Toni comes from an immigrant working class background. Toni's father, who served in the Navy, was a farm worker. Her mother was a teacher. Toni was exposed to discrimination early in life and remembers that "you were always having to prove yourself." Toni was the first member of her family to go to an American college. She decided that the law was the best way to make an impact and enrolled at Whittier College School of Law. There, she resurrected the dormant Asian Pacific Islander Law Students Association and used it to start programs to reduce attrition rates among all minority law students at the law school.

Toni met Joe when she took on the appeal of Carillo v. U.C. Regents.
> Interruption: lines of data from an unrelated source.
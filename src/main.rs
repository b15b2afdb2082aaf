use std::path::PathBuf;
use std::process::ExitCode;

use anyhow::Context;
use doc_router::build_router;
use doc_router::config::PipelineConfig;
use doc_router::pipeline::PipelineOutcome;

const USAGE: &str = "Usage: doc-router <path-to-file>\n  Supported formats: .eml, .json, .pdf";

#[tokio::main(flavor = "current_thread")]
async fn main() -> ExitCode {
    // Logs go to stderr; stdout carries only the result document.
    tracing_subscriber::fmt()
        .with_env_filter(
            tracing_subscriber::EnvFilter::try_from_default_env()
                .unwrap_or_else(|_| tracing_subscriber::EnvFilter::new("info")),
        )
        .with_target(false)
        .with_writer(std::io::stderr)
        .init();

    let args: Vec<String> = std::env::args().skip(1).collect();
    let [path] = args.as_slice() else {
        eprintln!("{USAGE}");
        return ExitCode::from(2);
    };
    let path = PathBuf::from(path);

    let outcome = match run(&path).await {
        Ok(outcome) => outcome,
        Err(e) => {
            tracing::error!("Startup failed: {e:#}");
            PipelineOutcome::error(format!("{e:#}"))
        }
    };

    match serde_json::to_string_pretty(&outcome) {
        Ok(json) => println!("{json}"),
        Err(e) => {
            eprintln!("Error: failed to render result: {e}");
            return ExitCode::FAILURE;
        }
    }

    if outcome.is_error() {
        ExitCode::FAILURE
    } else {
        ExitCode::SUCCESS
    }
}

async fn run(path: &std::path::Path) -> anyhow::Result<PipelineOutcome> {
    let config = PipelineConfig::from_env().context("Failed to load configuration")?;
    let router = build_router(&config)
        .await
        .context("Failed to initialize pipeline")?;

    eprintln!("📄 Doc Router v{}", env!("CARGO_PKG_VERSION"));
    eprintln!("   Model: {}", config.llm.model);
    eprintln!("   Input: {}\n", path.display());

    Ok(router.classify_and_route(path).await)
}
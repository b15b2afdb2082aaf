//! Version-tracked schema migrations for the libSQL backend.
//!
//! Each migration has a version number and SQL. `run_migrations()` checks
//! the current version and applies only the new ones, in order.

use libsql::Connection;

use crate::error::DatabaseError;

/// A single migration step.
struct Migration {
    version: i64,
    name: &'static str,
    sql: &'static str,
}

/// All migrations in order. Add new versions to the end.
static MIGRATIONS: &[Migration] = &[Migration {
    version: 1,
    name: "memory_store",
    sql: r#"
            CREATE TABLE IF NOT EXISTS doc_fields (
                doc_key TEXT NOT NULL,
                field TEXT NOT NULL,
                value TEXT NOT NULL,
                updated_at TEXT NOT NULL DEFAULT (datetime('now')),
                PRIMARY KEY (doc_key, field)
            );

            CREATE TABLE IF NOT EXISTS thread_members (
                id INTEGER PRIMARY KEY AUTOINCREMENT,
                thread_key TEXT NOT NULL,
                doc_key TEXT NOT NULL,
                created_at TEXT NOT NULL DEFAULT (datetime('now'))
            );
            CREATE INDEX IF NOT EXISTS idx_thread_members_thread ON thread_members(thread_key);
            CREATE INDEX IF NOT EXISTS idx_thread_members_doc ON thread_members(doc_key);
        "#,
}];

/// Create the tracking table and apply every pending migration.
pub async fn run_migrations(conn: &Connection) -> Result<(), DatabaseError> {
    conn.execute(
        "CREATE TABLE IF NOT EXISTS _migrations (
            version INTEGER PRIMARY KEY,
            name TEXT NOT NULL,
            applied_at TEXT NOT NULL DEFAULT (datetime('now'))
        )",
        (),
    )
    .await
    .map_err(|e| DatabaseError::Migration(format!("Failed to create _migrations table: {e}")))?;

    let current_version = get_current_version(conn).await?;

    for migration in MIGRATIONS {
        if migration.version > current_version {
            tracing::info!(
                version = migration.version,
                name = migration.name,
                "Applying migration"
            );
            conn.execute_batch(migration.sql).await.map_err(|e| {
                DatabaseError::Migration(format!(
                    "Migration V{} ({}) failed: {e}",
                    migration.version, migration.name
                ))
            })?;
            seed_version(conn, migration.version, migration.name).await?;
        }
    }

    tracing::debug!(
        version = get_current_version(conn).await?,
        "Database migrations complete"
    );
    Ok(())
}

/// Get the highest applied migration version, or 0 if none.
async fn get_current_version(conn: &Connection) -> Result<i64, DatabaseError> {
    let mut rows = conn
        .query("SELECT COALESCE(MAX(version), 0) FROM _migrations", ())
        .await
        .map_err(|e| DatabaseError::Migration(format!("Failed to query migration version: {e}")))?;

    let row = rows
        .next()
        .await
        .map_err(|e| DatabaseError::Migration(format!("Failed to read migration version: {e}")))?;

    match row {
        Some(row) => {
            let version: i64 = row.get(0).map_err(|e| {
                DatabaseError::Migration(format!("Failed to parse migration version: {e}"))
            })?;
            Ok(version)
        }
        None => Ok(0),
    }
}

async fn seed_version(conn: &Connection, version: i64, name: &str) -> Result<(), DatabaseError> {
    conn.execute(
        "INSERT OR IGNORE INTO _migrations (version, name) VALUES (?1, ?2)",
        libsql::params![version, name],
    )
    .await
    .map_err(|e| DatabaseError::Migration(format!("Failed to record migration V{version}: {e}")))?;
    Ok(())
}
She took the case on a pro bono basis because Ms. Carillo needed help and the issues were important. She was introduced to Joe Posner who wrote an amicus brief on behalf of CELA. Toni remembers that Joe always took her calls and addressed all her questions. The day of the oral argument was also Toni's due date to deliver her baby ("I was humongous and in high heels.") She was a young lawyer and nervous going against a large nationally recognized corporate defense firm. But she recalls that "I felt like win, lose or draw, I had an army of lawyers behind me that had my back and that gave me confidence." Of course, she (and we) won the appeal.
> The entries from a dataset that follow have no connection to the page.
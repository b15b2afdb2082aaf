//! Classification and routing: the spine of the pipeline.
//!
//! One call takes a path through load → classify → record → dispatch and
//! always returns a [`PipelineOutcome`]. Failures before the record is
//! written leave the store untouched.

use std::path::Path;
use std::sync::Arc;

use tracing::{error, info};

use crate::error::PipelineError;
use crate::loader::{ContentLoader, DocumentContent, DocumentFormat, LoadedDocument};
use crate::pipeline::email_agent::EmailAgent;
use crate::pipeline::json_agent::JsonAgent;
use crate::pipeline::types::{
    Classification, IntentClassifier, NotImplemented, PipelineOutcome, StructuredExtractor,
};
use crate::store::{MemoryEntry, MemoryStore, RecordIds};

pub struct Router {
    loader: Arc<dyn ContentLoader>,
    classifier: Arc<dyn IntentClassifier>,
    store: Arc<MemoryStore>,
    email_agent: EmailAgent,
    json_agent: JsonAgent,
}

impl Router {
    pub fn new(
        loader: Arc<dyn ContentLoader>,
        classifier: Arc<dyn IntentClassifier>,
        extractor: Arc<dyn StructuredExtractor>,
        store: Arc<MemoryStore>,
    ) -> Self {
        Self {
            loader,
            classifier,
            email_agent: EmailAgent::new(store.clone()),
            json_agent: JsonAgent::new(extractor, store.clone()),
            store,
        }
    }

    /// Run one document through the pipeline.
    pub async fn classify_and_route(&self, path: &Path) -> PipelineOutcome {
        match self.run(path).await {
            Ok(outcome) => {
                info!(path = %path.display(), outcome = outcome.label(), "Document routed");
                outcome
            }
            Err(e) => {
                error!(path = %path.display(), error = %e, "Pipeline failed");
                PipelineOutcome::error(e)
            }
        }
    }

    async fn run(&self, path: &Path) -> Result<PipelineOutcome, PipelineError> {
        let doc = self.loader.load(path).await?;
        let text = classification_text(&doc)?;

        let classification = self.classifier.classify(&text).await;
        info!(
            source = %doc.source_name,
            format = %doc.format,
            intent = %classification.intent,
            urgency = %classification.urgency,
            "Classified document"
        );

        let ids = self.record(&doc, classification).await?;

        match doc.content {
            DocumentContent::Email(email) => {
                let out = self
                    .email_agent
                    .process(&email, classification.intent, classification.urgency, &ids)
                    .await?;
                Ok(PipelineOutcome::Email(out))
            }
            DocumentContent::Json(value) => {
                let out = self
                    .json_agent
                    .process(&value, classification.intent, &ids)
                    .await?;
                Ok(PipelineOutcome::Json(out))
            }
            DocumentContent::Pdf(_) => {
                info!(doc_id = %ids.doc_id, "No PDF agent yet, returning marker");
                Ok(PipelineOutcome::NotImplemented(NotImplemented::new(
                    DocumentFormat::Pdf.as_str(),
                    ids,
                )))
            }
        }
    }

    /// Create the document's record and thread.
    async fn record(
        &self,
        doc: &LoadedDocument,
        classification: Classification,
    ) -> Result<RecordIds, PipelineError> {
        let entry = MemoryEntry::new()
            .with_source(&doc.source_name)
            .with_format(doc.format.as_str())
            .with_intent(classification.intent.as_str())
            .with_urgency(classification.urgency.as_str());
        let ids = self.store.log(entry, None, None).await?;
        info!(doc_id = %ids.doc_id, thread_id = %ids.thread_id, "Recorded document");
        Ok(ids)
    }
}

/// Text handed to the classifier. The format tag and content variant must
/// agree.
fn classification_text(doc: &LoadedDocument) -> Result<String, PipelineError> {
    match (doc.format, &doc.content) {
        (DocumentFormat::Email, DocumentContent::Email(email)) => {
            Ok(email.body.clone().unwrap_or_default())
        }
        (DocumentFormat::Pdf, DocumentContent::Pdf(pdf)) => Ok(pdf.text.clone()),
        (DocumentFormat::Json, DocumentContent::Json(value)) => Ok(value.to_string()),
        (format, _) => Err(PipelineError::UnsupportedFormat(format.to_string())),
    }
}
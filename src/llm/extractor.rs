//! LLM-backed schema extraction for raw JSON documents.

use std::sync::Arc;

use async_trait::async_trait;
use serde_json::{Value, json};
use tracing::{debug, warn};

use crate::error::LlmError;
use crate::llm::parse::{MAX_PROMPT_CHARS, parse_json_reply, truncate_chars};
use crate::llm::provider::{ChatMessage, CompletionRequest, LlmProvider};
use crate::pipeline::types::StructuredExtractor;

const EXTRACT_TEMPERATURE: f32 = 0.2;

const EXTRACT_MAX_TOKENS: u32 = 2048;

const SYSTEM_PROMPT: &str = "You are a business document parser.";

/// Sentinel placed in `missing_fields` when extraction fails.
pub const PARSING_ERROR: &str = "LLM parsing error";

/// Result returned when the model call or its reply fails.
pub fn parsing_error_result() -> Value {
    json!({ "missing_fields": [PARSING_ERROR] })
}

/// Normalizes JSON documents onto a target schema through an [`LlmProvider`].
///
/// Failures degrade to [`parsing_error_result`] rather than an error.
pub struct LlmExtractor {
    llm: Arc<dyn LlmProvider>,
}

impl LlmExtractor {
    pub fn new(llm: Arc<dyn LlmProvider>) -> Self {
        Self { llm }
    }

    fn build_prompt(raw: &Value, schema: &Value) -> Result<String, serde_json::Error> {
        let schema = serde_json::to_string_pretty(schema)?;
        let input = serde_json::to_string_pretty(raw)?;
        let input = truncate_chars(&input, MAX_PROMPT_CHARS);
        Ok(format!(
            "Your job is to convert the input JSON below into the target schema format.\n\
             If any fields cannot be matched, add a \"missing_fields\" list in the response.\n\n\
             TARGET SCHEMA:\n{schema}\n\n\
             INPUT JSON:\n{input}\n\n\
             Return ONLY a valid JSON object with the normalized data and (if needed) a \"missing_fields\" array."
        ))
    }

    async fn try_extract(&self, raw: &Value, schema: &Value) -> Result<Value, LlmError> {
        let request = CompletionRequest::new(vec![
            ChatMessage::system(SYSTEM_PROMPT),
            ChatMessage::user(Self::build_prompt(raw, schema)?),
        ])
        .with_temperature(EXTRACT_TEMPERATURE)
        .with_max_tokens(EXTRACT_MAX_TOKENS);

        let response = self.llm.complete(request).await?;

        debug!(
            model = %self.llm.model_name(),
            cost = %self.llm.estimate_cost(&response),
            output_tokens = response.output_tokens,
            "Extraction reply"
        );

        Ok(parse_json_reply(&response.content)?)
    }
}

#[async_trait]
impl StructuredExtractor for LlmExtractor {
    async fn extract(&self, raw: &Value, schema: &Value) -> Result<Value, LlmError> {
        match self.try_extract(raw, schema).await {
            Ok(value) => Ok(value),
            Err(e) => {
                warn!(error = %e, "Structured extraction failed");
                Ok(parsing_error_result())
            }
        }
    }
}

#[cfg(test)]
mod tests {
    use rust_decimal::Decimal;

    use super::*;
    use crate::llm::provider::{CompletionResponse, FinishReason};

    struct FixedLlm(Option<&'static str>);

    #[async_trait]
    impl LlmProvider for FixedLlm {
        fn model_name(&self) -> &str {
            "fixed"
        }

        fn cost_per_token(&self) -> (Decimal, Decimal) {
            (Decimal::ZERO, Decimal::ZERO)
        }

        async fn complete(&self, request: CompletionRequest) -> Result<CompletionResponse, LlmError> {
            assert_eq!(request.temperature, Some(EXTRACT_TEMPERATURE));
            match self.0 {
                Some(text) => Ok(CompletionResponse {
                    content: text.to_string(),
                    input_tokens: 50,
                    output_tokens: 20,
                    finish_reason: FinishReason::Stop,
                    response_id: None,
                }),
                None => Err(LlmError::RateLimited {
                    provider: "fixed".to_string(),
                    retry_after: None,
                }),
            }
        }
    }

    fn schema() -> Value {
        json!({"document_type": "invoice", "total_amount": "number"})
    }

    #[tokio::test]
    async fn returns_parsed_mapping() {
        let extractor = LlmExtractor::new(Arc::new(FixedLlm(Some(
            "```json\n{\"document_type\": \"invoice\", \"total_amount\": 42, \"missing_fields\": []}\n```",
        ))));
        let result = extractor
            .extract(&json!({"kind": "invoice", "sum": 42}), &schema())
            .await
            .unwrap();
        assert_eq!(result["document_type"], "invoice");
        assert_eq!(result["total_amount"], 42);
    }

    #[tokio::test]
    async fn unparseable_reply_degrades() {
        let extractor = LlmExtractor::new(Arc::new(FixedLlm(Some("Sorry, no."))));
        let result = extractor.extract(&json!({}), &schema()).await.unwrap();
        assert_eq!(result, parsing_error_result());
    }

    #[tokio::test]
    async fn array_reply_is_returned_unchanged() {
        let extractor = LlmExtractor::new(Arc::new(FixedLlm(Some(
            r#"[{"document_type": "invoice", "total_amount": 5}]"#,
        ))));
        let result = extractor.extract(&json!({}), &schema()).await.unwrap();
        assert_eq!(result, json!([{"document_type": "invoice", "total_amount": 5}]));
    }

    #[tokio::test]
    async fn provider_error_degrades() {
        let extractor = LlmExtractor::new(Arc::new(FixedLlm(None)));
        let result = extractor.extract(&json!({"a": 1}), &schema()).await.unwrap();
        assert_eq!(result["missing_fields"][0], PARSING_ERROR);
    }

    #[test]
    fn prompt_contains_schema_and_input() {
        let prompt = LlmExtractor::build_prompt(&json!({"vendor": "Acme"}), &schema()).unwrap();
        assert!(prompt.contains("TARGET SCHEMA"));
        assert!(prompt.contains("\"document_type\": \"invoice\""));
        assert!(prompt.contains("\"vendor\": \"Acme\""));
    }
}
Toni then attended her first CLE conference. She raised her hand and "out of the blue" asked what we were doing about diversity. What a question! (And there wasn't really a very satisfactory answer.) Joe Posner felt that diversity was very important and should be a priority for CELA. He made sure that Toni was invited to serve on the board and the rest is history. Toni singlehandedly started the Diversity Outreach Committee, which has spawned a number of successful diversity initiatives. These include scholarships to the annual conference, obtaining grants, starting the Fellowship Program, joint training programs with various minority bar associations and many other recruiting activities. Through her service to CELA, Toni has given all of us the marvelous gift of appreciation of the value of the collective wisdom that can only come through a diverse membership. She has indeed changed the face of CELA.

Toni was committed to continuing the fight for equality by supporting the next generation of advocates. She points out that "where you are today, somebody paved the road for you and you need to do that for those behind you." She is the type of advocate to whom Justice Marshall referred when he said: 'We the People' no longer enslave, but the credit does not belong to the Framers. It belongs to those who refused to acquiesce in outdated notions of 'liberty,' 'justice,' and 'equality,' and who strived to better them."